Slashdot Mirror


MIAOW Open Source GPU Debuts At Hot Chips

alexvoica writes: The first general-purpose graphics processor (GPGPU) now available as open-source RTL was unveiled at the Hot Chips event. Although the GPGPU is in an early and relatively crude stage, it is another piece of an emerging open-source hardware platform, said Karu Sankaralingam, an associate professor of computer science at the University of Wisconsin-Madison. Sankaralingam led the team that designed the Many-core Integrated Accelerator of Wisconsin (MIAOW). A 12-person team developed the MIAOW core in 36 months. Their goal was simply to create a functional GPGPU without setting any specific area, frequency, power or performance goals. The resulting GPGPU uses just 95 instructions and 32 compute units in its current design. It only supports single-precision operations. Students are now adding a graphics pipeline to the design, a job expected to take about six months.

45 comments

  1. Hot Chips are for CATS by Anonymous Coward · · Score: 1, Insightful

    You are all Cats! Cats say Miaow! Miaow cats MIAOW! MIAOW say the cats. YOU CATS!!!
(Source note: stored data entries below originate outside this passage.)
//! In-memory knowledge graph storage
//!
//! Holds the entity/relation graph produced by extraction. Entities are
//! keyed by the canonical label key computed by the active
//! [`EntityResolver`](crate::graph::resolve::EntityResolver); inserting a key
//! that already exists merges into the existing node (provenance union), so
//! the upsert operations commute.

use super::edge::RelationEdge;
use super::node::EntityNode;
use super::provenance::Provenance;
use super::types::{EdgeId, NodeId};
use std::collections::{BTreeMap, BTreeSet, HashMap};
use thiserror::Error;

/// Errors that can occur during graph operations
#[derive(Error, Debug, PartialEq)]
pub enum GraphError {
    #[error("Node {0} not found")]
    NodeNotFound(NodeId),

    #[error("Edge {0} not found")]
    EdgeNotFound(EdgeId),

    #[error("Invalid edge: endpoint node {0} does not exist")]
    InvalidEndpoint(NodeId),
}

pub type GraphResult<T> = Result<T, GraphError>;

/// In-memory knowledge graph
///
/// Lookup structures:
/// - `nodes`: NodeId -> EntityNode (ordered, for deterministic iteration)
/// - `edges`: EdgeId -> RelationEdge
/// - `key_index`: canonical key -> NodeId (entity deduplication)
/// - `triple_index`: (from, to, label) -> EdgeId (relation deduplication)
/// - `adjacency`: NodeId -> neighbor set, direction ignored (clustering view)
#[derive(Debug, Default)]
pub struct KnowledgeGraph {
    nodes: BTreeMap<NodeId, EntityNode>,
    edges: BTreeMap<EdgeId, RelationEdge>,
    key_index: HashMap<String, NodeId>,
    triple_index: HashMap<(NodeId, NodeId, String), EdgeId>,
    adjacency: HashMap<NodeId, BTreeSet<NodeId>>,
    next_node_id: u64,
    next_edge_id: u64,
}

impl KnowledgeGraph {
    /// Create a new empty graph
    pub fn new() -> Self {
        KnowledgeGraph {
            nodes: BTreeMap::new(),
            edges: BTreeMap::new(),
            key_index: HashMap::new(),
            triple_index: HashMap::new(),
            adjacency: HashMap::new(),
            next_node_id: 1,
            next_edge_id: 1,
        }
    }

    /// Insert an entity sighting, merging into an existing node when the
    /// canonical key is already known. Returns the node id either way.
    pub fn upsert_entity(
        &mut self,
        key: &str,
        label: &str,
        description: &str,
        sources: &Provenance,
    ) -> NodeId {
        if let Some(&id) = self.key_index.get(key) {
            // merge() only grows description and provenance
            if let Some(node) = self.nodes.get_mut(&id) {
                node.merge(description, sources);
            }
            return id;
        }

        let id = NodeId::new(self.next_node_id);
        self.next_node_id += 1;

        let mut node = EntityNode::new(id, label, description.trim());
        node.sources.merge(sources);
        self.nodes.insert(id, node);
        self.key_index.insert(key.to_string(), id);
        self.adjacency.entry(id).or_default();
        id
    }

    /// Insert a relation sighting. A known `(from, to, label)` triple is
    /// reinforced (weight + provenance) instead of duplicated.
    pub fn upsert_relation(
        &mut self,
        from: NodeId,
        to: NodeId,
        label: &str,
        sources: &Provenance,
    ) -> GraphResult<EdgeId> {
        if !self.nodes.contains_key(&from) {
            return Err(GraphError::InvalidEndpoint(from));
        }
        if !self.nodes.contains_key(&to) {
            return Err(GraphError::InvalidEndpoint(to));
        }

        let triple = (from, to, label.to_string());
        if let Some(&id) = self.triple_index.get(&triple) {
            if let Some(edge) = self.edges.get_mut(&id) {
                edge.reinforce(sources);
            }
            return Ok(id);
        }

        let id = EdgeId::new(self.next_edge_id);
        self.next_edge_id += 1;

        let mut edge = RelationEdge::new(id, from, to, label);
        edge.sources.merge(sources);
        self.edges.insert(id, edge);
        self.triple_index.insert(triple, id);
        self.adjacency.entry(from).or_default().insert(to);
        self.adjacency.entry(to).or_default().insert(from);
        Ok(id)
    }

    pub fn node(&self, id: NodeId) -> Option<&EntityNode> {
        self.nodes.get(&id)
    }

    pub fn edge(&self, id: EdgeId) -> Option<&RelationEdge> {
        self.edges.get(&id)
    }

    /// All nodes in id order.
    pub fn nodes(&self) -> impl Iterator<Item = &EntityNode> {
        self.nodes.values()
    }

    /// All node ids in order.
    pub fn node_ids(&self) -> impl Iterator<Item = NodeId> + '_ {
        self.nodes.keys().copied()
    }

    pub fn edges(&self) -> impl Iterator<Item = &RelationEdge> {
        self.edges.values()
    }

    pub fn node_count(&self) -> usize {
        self.nodes.len()
    }

    pub fn edge_count(&self) -> usize {
        self.edges.len()
    }

    /// Neighbors of `id`, ignoring edge direction.
    pub fn neighbors(&self, id: NodeId) -> impl Iterator<Item = NodeId> + '_ {
        self.adjacency.get(&id).into_iter().flatten().copied()
    }

    /// A read-only view restricted to `members`, used when re-partitioning a
    /// single community.
    pub fn subgraph<'a>(&'a self, members: &'a BTreeSet<NodeId>) -> SubgraphView<'a> {
        SubgraphView {
            graph: self,
            members,
        }
    }
}

/// Induced subgraph over a member set; edges leaving the set are invisible.
#[derive(Clone, Copy)]
pub struct SubgraphView<'a> {
    graph: &'a KnowledgeGraph,
    members: &'a BTreeSet<NodeId>,
}

impl<'a> SubgraphView<'a> {
    pub fn members(&self) -> impl Iterator<Item = NodeId> + 'a {
        self.members.iter().copied()
    }

    pub fn len(&self) -> usize {
        self.members.len()
    }

    pub fn is_empty(&self) -> bool {
        self.members.is_empty()
    }

    pub fn contains(&self, id: NodeId) -> bool {
        self.members.contains(&id)
    }

    /// Neighbors of `id` that are inside the view.
    pub fn neighbors(&self, id: NodeId) -> impl Iterator<Item = NodeId> + 'a {
        let members = self.members;
        self.graph
            .neighbors(id)
            .filter(move |n| members.contains(n))
    }
}
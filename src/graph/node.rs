//! Entity node of the knowledge graph

use crate::graph::provenance::Provenance;
use crate::graph::types::NodeId;
use serde::{Deserialize, Serialize};

/// An entity extracted from the corpus.
///
/// Nodes carry:
/// - A unique ID
/// - A human-readable label (the entity name as first extracted)
/// - An accumulated description
/// - The provenance of every chunk that mentioned the entity
///
/// A node is never deleted during a run; when extraction resolves a duplicate
/// entity, the duplicate is merged into the existing node instead.
#[derive(Debug, Clone, Serialize, Deserialize)]
pub struct EntityNode {
    /// Unique identifier for this node
    pub id: NodeId,

    /// Display label for the entity
    pub label: String,

    /// Accumulated description text
    pub description: String,

    /// Chunks contributing evidence for this entity
    pub sources: Provenance,
}

impl EntityNode {
    pub fn new(id: NodeId, label: impl Into<String>, description: impl Into<String>) -> Self {
        EntityNode {
            id,
            label: label.into(),
            description: description.into(),
            sources: Provenance::new(),
        }
    }

    /// Merge another sighting of the same entity into this node.
    ///
    /// Provenance is unioned; the description grows only when the new text
    /// adds something not already present, so merging the same extraction
    /// twice is a no-op apart from provenance counts.
    pub fn merge(&mut self, description: &str, sources: &Provenance) {
        let description = description.trim();
        if !description.is_empty() && !self.description.contains(description) {
            if self.description.is_empty() {
                self.description = description.to_string();
            } else {
                self.description.push(' ');
                self.description.push_str(description);
            }
        }
        self.sources.merge(sources);
    }
}

impl PartialEq for EntityNode {
    fn eq(&self, other: &Self) -> bool {
        self.id == other.id
    }
}

impl Eq for EntityNode {}

impl std::hash::Hash for EntityNode {
    fn hash<H: std::hash::Hasher>(&self, state: &mut H) {
        self.id.hash(state);
    }
}
//! Ragraph
//!
//! A graph-based retrieval engine. Documents are chunked, an LLM extracts an
//! entity/relation graph from the chunks, the graph is clustered into a
//! hierarchical community tree, communities are summarized, and both chunks
//! and summaries land in vector indices. Four retrieval strategies resolve
//! queries against those indices, from flat chunk similarity to weighted
//! source attribution that ranks original chunks by the summed similarity of
//! every community summary citing them.
//!
//! # Example Usage
//!
//! ```rust
//! use ragraph::graph::{ChunkId, DocumentId, KnowledgeGraph, Provenance};
//!
//! let mut graph = KnowledgeGraph::new();
//! let doc = DocumentId::new("guide");
//! let sources = Provenance::single(ChunkId::new(&doc, 0));
//!
//! let paris = graph.upsert_entity("paris", "Paris", "Capital of France.", &sources);
//! let france = graph.upsert_entity("france", "France", "", &sources);
//! graph.upsert_relation(paris, france, "capital_of", &sources).unwrap();
//!
//! assert_eq!(graph.node_count(), 2);
//! assert_eq!(graph.edge_count(), 1);
//! ```

#![allow(missing_docs)]
#![warn(clippy::all)]

pub mod build;
pub mod chunk;
pub mod community;
pub mod config;
pub mod graph;
pub mod index;
pub mod pipeline;
pub mod query;
pub mod services;
pub mod summarize;

// Re-export main types for convenience
pub use build::{BuildReport, GraphBuilder};
pub use chunk::{Chunk, ChunkSet, Chunker, Document, ParagraphChunker};
pub use community::{Community, CommunityDetector, CommunityId, CommunityTree};
pub use config::{ConfigError, EngineConfig};
pub use graph::{
    ChunkId, DocumentId, EdgeId, EntityNode, GraphError, GraphResult, KnowledgeGraph, NodeId,
    Provenance, RelationEdge,
};
pub use index::{Indexer, MemoryVectorStore, VectorPayload, VectorRecord, VectorStore};
pub use pipeline::{IndexedCorpus, IndexingPipeline, PipelineError};
pub use query::{
    QueryDefaults, QueryEngine, QueryError, RetrievalItem, RetrievalMethod, RetrievalRequest,
};
pub use services::{ServiceError, ServiceResult};
pub use summarize::{CommunitySummary, Summarizer, SummaryReport};

/// Version information
pub const VERSION: &str = env!("CARGO_PKG_VERSION");

/// Get version string
pub fn version() -> &'static str {
    VERSION
}

#[cfg(test)]
mod tests {
    use super::*;

    #[test]
    fn test_version() {
        let ver = version();
        assert!(!ver.is_empty());
        assert_eq!(ver, "0.3.0");
    }
}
  2. General purpose by Anonymous Coward · · Score: 0

    graphics processor? You mean you can process all kinds of porn with it?

    Sounds potentially useful.

    1. Re:General purpose by dsmatthews9379 · · Score: 1

      No you will need to wait until they upgrade it to 34 cores before you can do that.

    2. Re:General purpose by tepples · · Score: 1

      graphics processor? You mean you can process all kinds of porn with it?

      Given the name, you can probably process kitty porn.

  3. GPGPU by hsa · · Score: 2

    Isn't the secong G graphics? If graphics pipeline is missing, this is just a multicore CPU..

    1. Re:GPGPU by Bengie · · Score: 1

      We should stop treating graphics as something special. We just need a compute unit that can just so happen to convert buffers into a signal a monitor can understand.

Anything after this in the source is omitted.